Habría contado además, según Dión Casio, con el apoyo no solo de los judíos de
la diáspora, sino de numerosos gentiles[4].
Ignoramos a quiénes puede referirse esta última afirmación, ¿conversos al
monoteísmo o simples víctimas del orden impuesto por Roma: clases inferiores,
pueblos sometidos?
Tenemos
otros datos que permiten intuir la extensión del monoteísmo, en este caso en su
vertiente cristiana, en las ciudades, y el rechazo que suscitaba entre quienes
se mantenían fieles al paganismo. Así, bajo Marco Aurelio, emperador desde el 161 hasta el 180, se sucedieron ataques
populares contra las comunidades cristianas de Asia Menor y en Roma sufrió
martirio San Justino. Es posiblemente exagerado calificar, como hacía la hagiografía
tradicional, estos hechos como una persecución, dado que no parece existir tras
ellos una firme determinación oficial de erradicar el cristianismo. Más bien se
trataría de movimientos locales poco coordinados. En cualquier caso, la
negativa de cristianos y judíos a adorar al emperador, no podía sino suscitar
hostilidad entre sus vecinos paganos. Máxime en un momento en que los peligros se
multiplicaban: presión de los partos en oriente y de los germanos en el Danubio,
epidemias de peste, empobrecimiento de los campesinos que, desposeídos de sus
tierras emigran a las ciudades, disminución de la producción agrícola y
problemas de abastecimiento, aumento de los impuestos… Marco Aurelio, el
emperador filósofo que aprovechaba momentos robados al descanso para escribir
unas Meditaciones que constituyen una
de las cumbres de la filosofía estoica, se vio obligado a pasar gran parte de su vida
alejado de Roma, en los campamentos de las legiones, mientras que el Imperio se
enfrentaba a dificultades que por momentos podían parecer insuperables. En esas
circunstancias, la religión política hubo de sufrir asimismo una profunda
crisis. Si el monoteísmo se alzaba como una alternativa escatológica de paz y
de salvación, que cada día atraía a más prosélitos; para quienes continuaban
fieles al paganismo, las catástrofes eran el fruto del creciente abandono de
los dioses que habían traído la grandeza a Roma. Era fácil que el descontento y
la incertidumbre ante el futuro estallaran en cualquier momento y bajo
cualquier pretexto contra esas minorías impías calificadas invariablemente de
ateas, y a quienes se atribuían toda clase de ritos macabros y repugnantes,
incluidos el sacrificio de niños y el canibalismo. También es comprensible que
las autoridades, si bien no siempre incitaban estos movimientos de cólera
popular, raramente se oponían a ellos.
Un
próximo futuro reservaba tiempos peores.
[1] SUETONIO, Los doce césares, Tito Flavio Domiciano, X.

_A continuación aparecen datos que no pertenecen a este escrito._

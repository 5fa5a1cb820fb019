mod common;

use common::{long_run, shared_rates_data, short_run, truth, CLASSIFIERS, INJECTED, INSTANCES};
use consensus_harness::{BayesianIntegrator, Integrator, Label, PredictedInstance, SamplerConfig};

#[test]
fn recovers_injected_error_rates() {
    let mut integrator = BayesianIntegrator::new(&shared_rates_data(), long_run(17)).unwrap();
    let rates = integrator.error_rates(false).unwrap().clone();
    assert_eq!(rates.len(), 2 * 3);

    for domain in ["alpha", "beta"] {
        let label = Label::new(domain);
        for (&classifier, expected) in CLASSIFIERS.iter().zip(INJECTED) {
            let estimate = rates.get(&label, classifier).unwrap();
            assert!(
                (estimate - expected).abs() <= 0.1,
                "{domain}/{classifier}: estimated {estimate}, injected {expected}"
            );
        }
    }

    let integrated = integrator.integrated_data(false).unwrap();
    for (domain, offset) in [("alpha", 0), ("beta", 1)] {
        let label = Label::new(domain);
        let correct = (0..INSTANCES)
            .filter(|&i| {
                let p = integrated.get(&label, i as i64).unwrap();
                (p >= 0.5) == truth(i, offset)
            })
            .count();
        assert!(correct > INSTANCES * 3 / 4, "{domain}: only {correct} labels match");
    }
}

#[test]
fn posterior_means_are_probabilities() {
    let mut integrator = BayesianIntegrator::new(&shared_rates_data(), short_run(3)).unwrap();
    let rates = integrator.error_rates(false).unwrap();
    assert!(rates.iter().all(|r| (0.0..=1.0).contains(&r.value)));
    let integrated = integrator.integrated_data(false).unwrap();
    assert_eq!(integrated.len(), 2 * INSTANCES);
    assert!(integrated.iter().all(|r| (0.0..=1.0).contains(&r.value)));
    let priors = integrator.label_prior_means().unwrap();
    assert!(priors.iter().all(|(_, p)| *p > 0.0 && *p < 1.0));
}

#[test]
fn incremental_counts_match_recomputed_counts() {
    let mut integrator = BayesianIntegrator::new(&shared_rates_data(), short_run(5)).unwrap();
    integrator.error_rates(false).unwrap();
    assert_eq!(integrator.statistics(), integrator.recomputed_statistics());
    integrator.integrated_data(true).unwrap();
    assert_eq!(integrator.statistics(), integrator.recomputed_statistics());
}

#[test]
fn same_seed_gives_identical_results() {
    let run = |config: SamplerConfig| {
        let mut integrator = BayesianIntegrator::new(&shared_rates_data(), config).unwrap();
        let rates = integrator.error_rates(false).unwrap().clone();
        let labels = integrator.integrated_data(false).unwrap().clone();
        (rates, labels)
    };
    let first = run(short_run(99));
    let second = run(short_run(99));
    assert_eq!(first, second);

    let parallel = run(SamplerConfig {
        parallel_domains: true,
        ..short_run(99)
    });
    assert_eq!(first, parallel);

    let other = run(short_run(100));
    assert_ne!(first.0, other.0);
}

/// Posterior means of the error rate and of the label of a positive output
/// for a single classifier, by midpoint quadrature over (label prior, error
/// rate) with the labels summed out.
fn single_rater_posterior(positives: usize, negatives: usize, cfg: &SamplerConfig) -> (f64, f64) {
    let steps = 400;
    let h = 1.0 / steps as f64;
    let (mut z, mut e_sum, mut label_sum) = (0.0, 0.0, 0.0);
    for a in 0..steps {
        let pi = (a as f64 + 0.5) * h;
        for b in 0..steps {
            let e = (b as f64 + 0.5) * h;
            let q = pi * (1.0 - e) + (1.0 - pi) * e;
            let log_density = (cfg.labels_prior_alpha - 1.0) * pi.ln()
                + (cfg.labels_prior_beta - 1.0) * (1.0 - pi).ln()
                + (cfg.error_rates_prior_alpha - 1.0) * e.ln()
                + (cfg.error_rates_prior_beta - 1.0) * (1.0 - e).ln()
                + positives as f64 * q.ln()
                + negatives as f64 * (1.0 - q).ln();
            let w = log_density.exp();
            z += w;
            e_sum += w * e;
            label_sum += w * pi * (1.0 - e) / q;
        }
    }
    (e_sum / z, label_sum / z)
}

#[test]
fn single_classifier_matches_closed_form_posterior() {
    let positives = 20;
    let negatives = 10;
    let data: Vec<PredictedInstance> = (0..positives + negatives)
        .map(|i| PredictedInstance::new(i as i64, "solo", 1, if i < positives { 0.9 } else { 0.1 }))
        .collect();
    let config = SamplerConfig {
        number_of_burn_in_samples: 1000,
        number_of_thinning_samples: 2,
        number_of_samples: 5000,
        ..SamplerConfig::default()
    }
    .with_seed(8);
    let (expected_rate, expected_label) = single_rater_posterior(positives, negatives, &config);

    let mut integrator = BayesianIntegrator::new(&data, config).unwrap();
    let label = Label::new("solo");
    let rate = integrator.error_rates(false).unwrap().get(&label, 1).unwrap();
    assert!(
        (rate - expected_rate).abs() < 0.05,
        "error rate {rate} vs closed form {expected_rate}"
    );

    let integrated = integrator.integrated_data(false).unwrap();
    let mean_positive_label = (0..positives)
        .map(|i| integrated.get(&label, i as i64).unwrap())
        .sum::<f64>()
        / positives as f64;
    assert!(
        (mean_positive_label - expected_label).abs() < 0.05,
        "label mean {mean_positive_label} vs closed form {expected_label}"
    );
}

#[test]
fn invalid_configuration_fails_at_construction() {
    let config = SamplerConfig {
        labels_prior_alpha: -1.0,
        ..SamplerConfig::default()
    };
    assert!(BayesianIntegrator::new(&shared_rates_data(), config).is_err());
    assert!(BayesianIntegrator::new(&[], SamplerConfig::default()).is_err());
}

[2] Bar Kochba (en arameo, Hijo de la
Estrella) no es un nombre, sino un título mesiánico. Está tomado de la profecía
de Balaam: “Lo veo, mas no ahora / lo diviso, pero no de cerca: / ha salido una
estrella de Jacob, / y ha surgido un gobernante de Israel” (Números, 24, 17).
[3] JOHNSON, Paul, Historia de los
judíos, Barcelona, Zeta, 2010. p. 209.